--- STORED DATA ---
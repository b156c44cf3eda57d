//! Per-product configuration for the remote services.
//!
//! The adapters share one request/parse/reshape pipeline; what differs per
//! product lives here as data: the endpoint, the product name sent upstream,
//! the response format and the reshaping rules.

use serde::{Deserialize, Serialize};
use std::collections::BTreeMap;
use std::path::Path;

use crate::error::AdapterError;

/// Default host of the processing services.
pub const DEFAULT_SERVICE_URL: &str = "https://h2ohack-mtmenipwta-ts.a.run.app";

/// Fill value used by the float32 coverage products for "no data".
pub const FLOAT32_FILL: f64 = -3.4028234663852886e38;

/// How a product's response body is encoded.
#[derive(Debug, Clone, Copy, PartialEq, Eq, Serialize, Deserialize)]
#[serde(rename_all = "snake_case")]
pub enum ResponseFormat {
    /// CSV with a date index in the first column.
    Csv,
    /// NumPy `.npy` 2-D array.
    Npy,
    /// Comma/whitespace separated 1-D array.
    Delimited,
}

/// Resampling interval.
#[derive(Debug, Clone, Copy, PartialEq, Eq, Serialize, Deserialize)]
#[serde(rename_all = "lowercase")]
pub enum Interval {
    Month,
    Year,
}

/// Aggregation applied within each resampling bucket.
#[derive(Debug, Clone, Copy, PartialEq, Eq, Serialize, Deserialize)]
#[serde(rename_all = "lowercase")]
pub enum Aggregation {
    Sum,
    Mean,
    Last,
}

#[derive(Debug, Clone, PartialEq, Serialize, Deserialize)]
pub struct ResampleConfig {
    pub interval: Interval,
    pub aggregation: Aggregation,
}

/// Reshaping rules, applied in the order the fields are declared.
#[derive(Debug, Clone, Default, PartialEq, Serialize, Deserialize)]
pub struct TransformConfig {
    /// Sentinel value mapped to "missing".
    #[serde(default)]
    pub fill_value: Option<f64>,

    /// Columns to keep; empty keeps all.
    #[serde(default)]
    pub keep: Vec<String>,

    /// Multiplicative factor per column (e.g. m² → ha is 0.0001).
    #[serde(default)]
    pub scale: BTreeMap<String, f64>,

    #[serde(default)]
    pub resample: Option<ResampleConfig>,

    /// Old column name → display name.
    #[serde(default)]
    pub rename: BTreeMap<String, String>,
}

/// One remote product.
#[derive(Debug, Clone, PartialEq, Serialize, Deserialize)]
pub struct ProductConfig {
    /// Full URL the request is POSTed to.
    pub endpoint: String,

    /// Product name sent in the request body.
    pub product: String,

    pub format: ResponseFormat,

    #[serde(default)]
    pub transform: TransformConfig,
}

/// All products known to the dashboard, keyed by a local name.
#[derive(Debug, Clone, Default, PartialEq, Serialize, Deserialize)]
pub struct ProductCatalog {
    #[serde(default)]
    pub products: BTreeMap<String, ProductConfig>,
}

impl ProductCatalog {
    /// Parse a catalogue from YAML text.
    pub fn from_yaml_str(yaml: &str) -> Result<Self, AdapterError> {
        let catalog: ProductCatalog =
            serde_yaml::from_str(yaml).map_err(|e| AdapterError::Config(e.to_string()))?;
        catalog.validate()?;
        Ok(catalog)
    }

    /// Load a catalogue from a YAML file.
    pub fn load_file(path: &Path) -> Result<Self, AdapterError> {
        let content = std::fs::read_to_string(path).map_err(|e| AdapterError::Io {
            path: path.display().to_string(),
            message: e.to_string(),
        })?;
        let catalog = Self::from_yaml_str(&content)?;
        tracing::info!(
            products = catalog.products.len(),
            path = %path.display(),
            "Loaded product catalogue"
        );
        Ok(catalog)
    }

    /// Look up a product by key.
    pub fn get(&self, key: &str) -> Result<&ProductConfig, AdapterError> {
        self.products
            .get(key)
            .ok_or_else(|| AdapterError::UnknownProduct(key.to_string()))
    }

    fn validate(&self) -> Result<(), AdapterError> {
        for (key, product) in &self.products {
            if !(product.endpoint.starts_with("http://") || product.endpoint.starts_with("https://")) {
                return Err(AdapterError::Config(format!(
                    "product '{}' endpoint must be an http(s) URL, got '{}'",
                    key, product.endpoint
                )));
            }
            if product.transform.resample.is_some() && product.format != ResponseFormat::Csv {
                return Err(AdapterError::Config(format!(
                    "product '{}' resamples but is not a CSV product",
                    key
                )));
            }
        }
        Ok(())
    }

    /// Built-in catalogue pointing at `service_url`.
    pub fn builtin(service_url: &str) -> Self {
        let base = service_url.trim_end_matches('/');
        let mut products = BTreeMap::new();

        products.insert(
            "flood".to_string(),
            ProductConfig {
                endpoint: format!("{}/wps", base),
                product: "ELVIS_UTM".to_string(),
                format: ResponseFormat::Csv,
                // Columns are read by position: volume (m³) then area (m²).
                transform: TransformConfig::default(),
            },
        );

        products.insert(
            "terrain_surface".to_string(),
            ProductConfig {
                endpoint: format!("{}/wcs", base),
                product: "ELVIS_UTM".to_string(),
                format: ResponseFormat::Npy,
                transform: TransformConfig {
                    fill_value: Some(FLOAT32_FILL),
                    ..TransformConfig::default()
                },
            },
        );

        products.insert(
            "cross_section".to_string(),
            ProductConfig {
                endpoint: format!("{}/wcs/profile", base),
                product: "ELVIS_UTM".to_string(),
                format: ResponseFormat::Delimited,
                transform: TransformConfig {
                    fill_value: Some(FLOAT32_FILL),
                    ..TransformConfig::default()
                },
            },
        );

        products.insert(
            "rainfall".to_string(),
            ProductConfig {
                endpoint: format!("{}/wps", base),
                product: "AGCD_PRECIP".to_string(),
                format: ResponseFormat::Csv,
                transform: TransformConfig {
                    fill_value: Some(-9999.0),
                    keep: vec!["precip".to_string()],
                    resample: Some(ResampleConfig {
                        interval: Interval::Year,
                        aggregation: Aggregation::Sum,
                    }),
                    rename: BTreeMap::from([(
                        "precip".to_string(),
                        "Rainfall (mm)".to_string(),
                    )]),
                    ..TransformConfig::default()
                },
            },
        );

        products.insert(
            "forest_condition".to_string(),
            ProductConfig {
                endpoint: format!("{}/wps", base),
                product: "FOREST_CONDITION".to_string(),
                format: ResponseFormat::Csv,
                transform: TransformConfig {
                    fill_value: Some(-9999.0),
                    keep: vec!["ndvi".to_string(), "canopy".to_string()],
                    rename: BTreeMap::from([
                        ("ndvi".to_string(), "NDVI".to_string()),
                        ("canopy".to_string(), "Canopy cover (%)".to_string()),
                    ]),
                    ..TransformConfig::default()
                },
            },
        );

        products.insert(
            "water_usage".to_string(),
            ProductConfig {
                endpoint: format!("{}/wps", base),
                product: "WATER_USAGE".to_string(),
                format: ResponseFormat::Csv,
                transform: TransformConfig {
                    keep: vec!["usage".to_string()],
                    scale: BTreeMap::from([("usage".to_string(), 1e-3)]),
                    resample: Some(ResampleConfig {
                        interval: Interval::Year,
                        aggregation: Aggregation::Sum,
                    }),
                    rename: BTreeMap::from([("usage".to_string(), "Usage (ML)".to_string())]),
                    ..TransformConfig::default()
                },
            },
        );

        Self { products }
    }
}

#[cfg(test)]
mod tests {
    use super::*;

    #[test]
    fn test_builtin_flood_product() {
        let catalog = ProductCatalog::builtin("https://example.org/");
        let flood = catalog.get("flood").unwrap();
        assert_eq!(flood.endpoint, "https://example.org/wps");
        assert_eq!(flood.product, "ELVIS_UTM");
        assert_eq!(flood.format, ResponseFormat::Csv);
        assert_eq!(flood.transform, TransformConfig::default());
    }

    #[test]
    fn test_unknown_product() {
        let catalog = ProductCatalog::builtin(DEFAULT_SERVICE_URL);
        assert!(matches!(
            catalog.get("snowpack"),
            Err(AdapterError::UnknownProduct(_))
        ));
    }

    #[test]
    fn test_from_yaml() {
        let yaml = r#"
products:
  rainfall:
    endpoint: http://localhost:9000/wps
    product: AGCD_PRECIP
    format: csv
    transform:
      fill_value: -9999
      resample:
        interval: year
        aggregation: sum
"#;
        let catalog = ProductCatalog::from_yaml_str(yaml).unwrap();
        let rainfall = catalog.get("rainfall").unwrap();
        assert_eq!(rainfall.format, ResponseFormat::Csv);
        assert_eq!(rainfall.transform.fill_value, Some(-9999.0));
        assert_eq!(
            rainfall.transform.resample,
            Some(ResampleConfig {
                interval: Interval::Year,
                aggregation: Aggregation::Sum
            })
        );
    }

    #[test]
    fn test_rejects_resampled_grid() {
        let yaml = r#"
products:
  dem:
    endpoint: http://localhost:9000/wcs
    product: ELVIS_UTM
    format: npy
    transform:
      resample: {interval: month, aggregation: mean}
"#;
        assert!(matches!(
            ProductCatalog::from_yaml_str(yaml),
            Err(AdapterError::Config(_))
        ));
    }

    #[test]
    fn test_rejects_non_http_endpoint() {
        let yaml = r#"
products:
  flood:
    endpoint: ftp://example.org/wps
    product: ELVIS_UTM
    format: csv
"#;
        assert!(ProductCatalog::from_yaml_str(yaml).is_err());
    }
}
---
--- STORED DATA ---
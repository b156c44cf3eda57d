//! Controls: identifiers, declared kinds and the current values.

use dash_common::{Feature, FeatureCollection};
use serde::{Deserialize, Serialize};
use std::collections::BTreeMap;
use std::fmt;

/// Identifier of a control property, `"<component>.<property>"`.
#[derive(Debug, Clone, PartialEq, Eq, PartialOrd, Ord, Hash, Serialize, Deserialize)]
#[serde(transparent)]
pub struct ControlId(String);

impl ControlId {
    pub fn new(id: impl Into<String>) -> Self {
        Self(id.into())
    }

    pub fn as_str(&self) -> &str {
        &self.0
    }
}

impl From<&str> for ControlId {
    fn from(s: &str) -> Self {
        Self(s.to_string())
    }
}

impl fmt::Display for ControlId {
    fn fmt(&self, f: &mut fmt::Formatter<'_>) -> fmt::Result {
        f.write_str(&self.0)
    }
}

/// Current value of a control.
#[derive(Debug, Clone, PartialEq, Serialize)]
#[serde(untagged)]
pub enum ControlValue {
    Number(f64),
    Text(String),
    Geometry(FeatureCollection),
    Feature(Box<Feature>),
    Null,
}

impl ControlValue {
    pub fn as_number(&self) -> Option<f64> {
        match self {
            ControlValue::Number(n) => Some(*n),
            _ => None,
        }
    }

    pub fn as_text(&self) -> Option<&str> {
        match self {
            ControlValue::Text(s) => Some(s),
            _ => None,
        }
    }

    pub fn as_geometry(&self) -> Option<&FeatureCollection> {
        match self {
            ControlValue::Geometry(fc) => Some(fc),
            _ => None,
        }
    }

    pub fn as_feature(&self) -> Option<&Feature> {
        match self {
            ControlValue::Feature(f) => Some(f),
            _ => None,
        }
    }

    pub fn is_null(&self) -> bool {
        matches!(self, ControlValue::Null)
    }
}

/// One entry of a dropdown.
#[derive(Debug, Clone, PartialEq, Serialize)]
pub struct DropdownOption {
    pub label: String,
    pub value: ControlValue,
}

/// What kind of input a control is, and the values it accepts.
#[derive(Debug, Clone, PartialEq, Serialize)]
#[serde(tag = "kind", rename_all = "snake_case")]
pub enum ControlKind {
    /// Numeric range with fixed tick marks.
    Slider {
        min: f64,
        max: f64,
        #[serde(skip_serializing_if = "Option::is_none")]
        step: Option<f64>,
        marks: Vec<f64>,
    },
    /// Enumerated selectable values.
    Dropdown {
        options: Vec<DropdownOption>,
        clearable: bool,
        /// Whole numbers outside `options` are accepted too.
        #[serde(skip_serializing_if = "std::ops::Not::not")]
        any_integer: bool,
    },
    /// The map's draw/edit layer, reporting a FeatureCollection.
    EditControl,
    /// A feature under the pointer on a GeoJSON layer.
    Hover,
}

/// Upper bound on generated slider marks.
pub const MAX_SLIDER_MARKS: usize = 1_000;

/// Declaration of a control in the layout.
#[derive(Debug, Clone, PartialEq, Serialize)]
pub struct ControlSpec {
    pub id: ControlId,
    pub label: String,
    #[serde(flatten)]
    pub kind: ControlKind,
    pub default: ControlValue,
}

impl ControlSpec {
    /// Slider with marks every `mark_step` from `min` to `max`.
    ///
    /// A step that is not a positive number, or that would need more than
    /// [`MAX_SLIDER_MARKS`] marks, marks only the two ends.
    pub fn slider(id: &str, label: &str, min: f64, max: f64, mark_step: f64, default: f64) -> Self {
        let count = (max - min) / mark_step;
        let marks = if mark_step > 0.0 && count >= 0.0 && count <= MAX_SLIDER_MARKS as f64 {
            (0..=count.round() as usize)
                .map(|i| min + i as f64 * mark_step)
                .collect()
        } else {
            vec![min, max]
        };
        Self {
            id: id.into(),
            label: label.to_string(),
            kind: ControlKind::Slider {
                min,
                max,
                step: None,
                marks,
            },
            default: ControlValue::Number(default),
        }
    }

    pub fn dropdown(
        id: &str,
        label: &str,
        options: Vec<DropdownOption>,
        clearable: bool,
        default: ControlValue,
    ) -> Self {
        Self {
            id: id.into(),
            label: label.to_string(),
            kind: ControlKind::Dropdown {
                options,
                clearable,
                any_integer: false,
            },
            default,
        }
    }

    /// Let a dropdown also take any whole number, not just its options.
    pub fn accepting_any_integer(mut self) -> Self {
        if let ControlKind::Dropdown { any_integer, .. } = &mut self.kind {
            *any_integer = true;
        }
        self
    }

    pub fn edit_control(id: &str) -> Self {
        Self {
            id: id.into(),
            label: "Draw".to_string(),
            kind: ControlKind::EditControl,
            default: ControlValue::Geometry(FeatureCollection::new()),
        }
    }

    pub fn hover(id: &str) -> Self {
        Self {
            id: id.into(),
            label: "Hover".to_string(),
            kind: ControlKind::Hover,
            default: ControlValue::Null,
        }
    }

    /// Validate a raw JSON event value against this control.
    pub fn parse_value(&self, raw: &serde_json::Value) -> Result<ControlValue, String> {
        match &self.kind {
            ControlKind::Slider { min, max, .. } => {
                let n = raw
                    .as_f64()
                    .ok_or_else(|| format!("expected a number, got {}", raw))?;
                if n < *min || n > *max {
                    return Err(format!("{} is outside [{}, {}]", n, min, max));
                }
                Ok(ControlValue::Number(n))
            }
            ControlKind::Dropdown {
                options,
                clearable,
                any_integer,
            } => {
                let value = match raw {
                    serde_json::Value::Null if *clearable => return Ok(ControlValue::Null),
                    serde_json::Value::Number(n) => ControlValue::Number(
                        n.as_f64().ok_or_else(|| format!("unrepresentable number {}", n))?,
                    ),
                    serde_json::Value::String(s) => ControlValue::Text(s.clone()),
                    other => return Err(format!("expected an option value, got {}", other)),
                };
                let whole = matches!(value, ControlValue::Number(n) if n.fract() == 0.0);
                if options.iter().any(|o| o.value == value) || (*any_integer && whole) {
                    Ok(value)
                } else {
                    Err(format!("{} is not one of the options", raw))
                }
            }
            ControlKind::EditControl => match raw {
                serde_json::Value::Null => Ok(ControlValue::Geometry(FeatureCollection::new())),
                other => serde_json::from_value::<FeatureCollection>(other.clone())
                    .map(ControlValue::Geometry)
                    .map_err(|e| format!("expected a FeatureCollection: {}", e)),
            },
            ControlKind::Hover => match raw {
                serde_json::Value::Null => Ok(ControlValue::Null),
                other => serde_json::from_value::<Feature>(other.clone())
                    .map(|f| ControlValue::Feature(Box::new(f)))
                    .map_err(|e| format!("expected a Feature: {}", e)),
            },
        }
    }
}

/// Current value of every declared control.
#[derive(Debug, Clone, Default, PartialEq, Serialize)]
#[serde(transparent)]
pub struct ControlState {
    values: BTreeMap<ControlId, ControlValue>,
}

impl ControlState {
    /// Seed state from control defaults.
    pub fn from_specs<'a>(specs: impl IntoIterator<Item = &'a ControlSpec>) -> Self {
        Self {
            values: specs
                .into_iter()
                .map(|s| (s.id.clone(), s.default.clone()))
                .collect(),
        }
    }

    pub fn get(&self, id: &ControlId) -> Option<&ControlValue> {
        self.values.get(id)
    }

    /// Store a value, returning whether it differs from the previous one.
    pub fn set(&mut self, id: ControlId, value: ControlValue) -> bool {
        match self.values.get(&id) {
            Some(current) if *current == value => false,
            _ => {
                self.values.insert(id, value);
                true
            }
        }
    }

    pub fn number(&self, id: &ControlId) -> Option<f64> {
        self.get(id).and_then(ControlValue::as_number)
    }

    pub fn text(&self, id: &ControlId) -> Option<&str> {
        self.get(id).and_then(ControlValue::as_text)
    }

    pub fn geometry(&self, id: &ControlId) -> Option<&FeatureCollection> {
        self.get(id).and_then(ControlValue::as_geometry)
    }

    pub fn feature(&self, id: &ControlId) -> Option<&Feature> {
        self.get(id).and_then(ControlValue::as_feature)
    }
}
---
--- STORED DATA ---
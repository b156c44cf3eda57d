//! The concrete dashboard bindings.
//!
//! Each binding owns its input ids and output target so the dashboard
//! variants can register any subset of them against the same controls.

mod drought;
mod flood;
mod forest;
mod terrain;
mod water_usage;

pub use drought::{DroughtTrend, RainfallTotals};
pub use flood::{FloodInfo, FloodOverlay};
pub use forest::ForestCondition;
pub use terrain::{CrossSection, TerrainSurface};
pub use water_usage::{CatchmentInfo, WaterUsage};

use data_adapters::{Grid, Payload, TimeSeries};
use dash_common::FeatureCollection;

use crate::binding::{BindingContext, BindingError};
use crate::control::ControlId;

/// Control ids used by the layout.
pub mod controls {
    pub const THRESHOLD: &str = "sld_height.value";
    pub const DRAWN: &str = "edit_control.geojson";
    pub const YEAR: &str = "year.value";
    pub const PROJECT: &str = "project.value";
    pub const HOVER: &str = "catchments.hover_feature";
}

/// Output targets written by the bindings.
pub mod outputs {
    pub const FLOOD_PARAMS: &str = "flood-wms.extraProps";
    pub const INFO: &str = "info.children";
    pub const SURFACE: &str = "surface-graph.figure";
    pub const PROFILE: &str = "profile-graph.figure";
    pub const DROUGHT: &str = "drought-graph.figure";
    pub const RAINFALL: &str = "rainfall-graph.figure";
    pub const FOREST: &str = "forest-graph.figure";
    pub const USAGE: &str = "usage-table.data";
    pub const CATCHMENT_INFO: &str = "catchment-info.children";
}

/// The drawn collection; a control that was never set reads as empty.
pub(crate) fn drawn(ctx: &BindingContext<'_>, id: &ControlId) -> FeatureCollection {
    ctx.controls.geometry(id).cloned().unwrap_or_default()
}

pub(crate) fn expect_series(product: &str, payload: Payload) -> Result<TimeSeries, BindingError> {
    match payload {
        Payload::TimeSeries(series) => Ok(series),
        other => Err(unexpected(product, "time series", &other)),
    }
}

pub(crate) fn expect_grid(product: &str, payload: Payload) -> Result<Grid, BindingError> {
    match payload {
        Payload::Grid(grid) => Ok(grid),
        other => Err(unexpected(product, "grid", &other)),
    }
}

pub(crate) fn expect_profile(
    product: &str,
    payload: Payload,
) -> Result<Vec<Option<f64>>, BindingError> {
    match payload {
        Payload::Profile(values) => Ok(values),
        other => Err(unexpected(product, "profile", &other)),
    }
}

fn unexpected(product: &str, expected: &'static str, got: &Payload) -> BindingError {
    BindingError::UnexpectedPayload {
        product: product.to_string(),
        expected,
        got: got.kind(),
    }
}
---
### WHAT YOU SHOULD DO
From the listing above, copy every line that holds the string "bindings".

### TASK RESULT
//! The concrete dashboard bindings.
/// Output targets written by the bindings.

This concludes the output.